After being changed , The picture can be displayed normally , I succeeded in getting flag.
[MRCTF2020] You can understand the notes
- Download the attachment , Get one rar Compressed package , But it cannot be opened normally , Use winhex After checking, I know that the first two bytes of the original file header have been replaced , Just slow down .
- To succeed in getting one word file , Open it and find nothing , Use binwalk Scan a wave of , It was found that zip file , Direct will word Change the file suffix to zip To extract .
- Open it with notepad document.xml file , Found the note usage in it Online website decryption Successfully get flag!
[GUET-CTF2019]KO
[MRCTF2020]ezmisc
- Download the attachment to get a picture , When I first opened the picture, I found that the pixels of the picture were a little wrong 500x319. Think about whether the height of the picture has been tampered with .
- Use winhex open , Change the height of the picture , Be careful , Since the width of the picture is 500, Then let's change the height to 500,500 The corresponding hexadecimal code is 1f4.
preservation , The bottom of the picture successfully shows flag.
[HBNIS2018]caesar
Download the attachment to get a text file .

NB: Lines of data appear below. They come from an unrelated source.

//! 20-byte account address.
//!
//! Displayed as lowercase `0x…` hex. Parsing accepts all-lowercase and
//! all-uppercase input as-is; mixed-case input must match the keccak256
//! checksum casing (the same scheme as EIP-55).

use crate::crypto::keccak256;
use crate::error::{Result, SponsorError};
use crate::hexutil;
use serde::{Deserialize, Deserializer, Serialize, Serializer};
use std::fmt;
use std::str::FromStr;

pub const ADDRESS_LENGTH: usize = 20;

#[derive(Copy, Clone, Eq, PartialEq, Ord, PartialOrd, Hash, Default)]
pub struct Address(pub [u8; ADDRESS_LENGTH]);

impl Address {
    pub fn from_bytes(b: [u8; ADDRESS_LENGTH]) -> Self {
        Address(b)
    }

    pub fn from_slice(b: &[u8]) -> Result<Self> {
        let arr: [u8; ADDRESS_LENGTH] = b
            .try_into()
            .map_err(|_| SponsorError::AddressLength(b.len()))?;
        Ok(Address(arr))
    }

    pub fn as_bytes(&self) -> &[u8; ADDRESS_LENGTH] {
        &self.0
    }

    /// Checksummed form, e.g. `0xD55100EEdB61F1E553a38c33A234CE07952c43f2`.
    pub fn to_checksum(&self) -> String {
        let lower = hex::encode(self.0);
        let hash = keccak256(lower.as_bytes());
        let mut out = String::with_capacity(2 + lower.len());
        out.push_str("0x");
        for (i, c) in lower.chars().enumerate() {
            let nibble = if i % 2 == 0 { hash[i / 2] >> 4 } else { hash[i / 2] & 0x0f };
            if c.is_ascii_alphabetic() && nibble >= 8 {
                out.push(c.to_ascii_uppercase());
            } else {
                out.push(c);
            }
        }
        out
    }
}

impl AsRef<[u8]> for Address {
    fn as_ref(&self) -> &[u8] {
        &self.0
    }
}

impl FromStr for Address {
    type Err = SponsorError;

    fn from_str(s: &str) -> Result<Self> {
        let s = s.trim();
        let bytes = hexutil::decode_prefixed(s)?;
        let address = Address::from_slice(&bytes)?;

        let body = hexutil::strip_prefix(s);
        let has_lower = body.chars().any(|c| c.is_ascii_lowercase());
        let has_upper = body.chars().any(|c| c.is_ascii_uppercase());
        if has_lower && has_upper {
            let expected = address.to_checksum();
            if &expected[2..] != body {
                return Err(SponsorError::AddressChecksum(s.to_string()));
            }
        }
        Ok(address)
    }
}

impl fmt::Display for Address {
    fn fmt(&self, f: &mut fmt::Formatter<'_>) -> fmt::Result {
        write!(f, "0x{}", hex::encode(self.0))
    }
}

impl fmt::Debug for Address {
    fn fmt(&self, f: &mut fmt::Formatter<'_>) -> fmt::Result {
        write!(f, "Address({})", self)
    }
}

impl Serialize for Address {
    fn serialize<S: Serializer>(&self, serializer: S) -> std::result::Result<S::Ok, S::Error> {
        serializer.serialize_str(&self.to_string())
    }
}

impl<'de> Deserialize<'de> for Address {
    fn deserialize<D: Deserializer<'de>>(deserializer: D) -> std::result::Result<Self, D::Error> {
        let s = String::deserialize(deserializer)?;
        s.parse().map_err(serde::de::Error::custom)
    }
}
//! `0x`-prefixed hex helpers used at every string boundary.

use crate::error::{Result, SponsorError};
use num_bigint::BigUint;
use num_traits::Num;

/// Strip an optional `0x`/`0X` prefix.
pub fn strip_prefix(s: &str) -> &str {
    s.strip_prefix("0x")
        .or_else(|| s.strip_prefix("0X"))
        .unwrap_or(s)
}

/// Decode a hex string, with or without the `0x` prefix. Whitespace is not
/// hex and is rejected; trim at the text boundary instead.
pub fn decode_prefixed(s: &str) -> Result<Vec<u8>> {
    let body = strip_prefix(s);
    hex::decode(body).map_err(|e| SponsorError::MalformedHex(format!("{:?}: {}", s, e)))
}

/// Like [`decode_prefixed`], but the `0x`/`0X` prefix is mandatory.
pub fn decode_strict(s: &str) -> Result<Vec<u8>> {
    if !(s.starts_with("0x") || s.starts_with("0X")) {
        return Err(SponsorError::MalformedHex(format!("missing 0x prefix: {:?}", s)));
    }
    decode_prefixed(s)
}

/// Decode into a fixed-size array, rejecting any other length.
pub fn decode_fixed<const N: usize>(s: &str) -> Result<[u8; N]> {
    let bytes = decode_prefixed(s)?;
    let len = bytes.len();
    bytes.try_into().map_err(|_| {
        SponsorError::MalformedHex(format!("expected {} bytes, got {}", N, len))
    })
}

pub fn encode_prefixed(bytes: impl AsRef<[u8]>) -> String {
    format!("0x{}", hex::encode(bytes))
}

/// Parse an unsigned quantity written as `0x`-hex or as decimal.
pub fn parse_quantity(s: &str) -> Result<BigUint> {
    let s = s.trim();
    let parsed = if s.starts_with("0x") || s.starts_with("0X") {
        let body = strip_prefix(s);
        if body.is_empty() {
            return Err(SponsorError::MalformedHex(format!("empty quantity: {}", s)));
        }
        BigUint::from_str_radix(body, 16)
    } else {
        BigUint::from_str_radix(s, 10)
    };
    parsed.map_err(|e| SponsorError::MalformedHex(format!("{}: {}", s, e)))
}

pub fn encode_quantity(value: &BigUint) -> String {
    format!("0x{}", value.to_str_radix(16))
}

/// Minimal big-endian form, as used for RLP integers.
pub fn trim_leading_zeros(bytes: &[u8]) -> &[u8] {
    let first = bytes.iter().position(|b| *b != 0).unwrap_or(bytes.len());
    &bytes[first..]
}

There was no clue at that time , Only after reading the boss's blog did I know , Directly use the script to decrypt .
def change(c, i):
num = ord(c)
if (num >= 33 and num <= 126):
num = 33 + (num + i - 33) % (94) # 126-33=93
return chr(num)
def kaisa_jiAmi(string, i):
string_new = ''
for s in string:
string_new += change(s, i)
print(string_new)
return string_new
# This topic has a feeling of violent decryption
def kaisa_jiEmi(string):
for i in range(0, 94):
print(' The first ' + str(i + 1) + ' Maybe :', end=' ')
# The difference lies in string Yes, the object is originally of string type , and str() Is to convert the object to string type .
kaisa_jiAmi(string, i)
# You need to know input The input data types are string
def main():
print(' Please input the operation , Attention is not usual 26 Kind of :')
choice = input('1: Caesar encrypted ,2: Caesar deciphered it exhaustively . Please enter 1 or 2:')
if choice == '1':
string = input(' Please enter the encrypted string : ')
num = int(input(' Please enter the to be encrypted KEY: '))
kaisa_jiAmi(string, num)
elif choice == '2':
string = input(' Please enter the string that needs to be decrypted : ')
kaisa_jiEmi(string)
else:
print(' Input error , Please try again ')
main()
if __name__ == '__main__':
main()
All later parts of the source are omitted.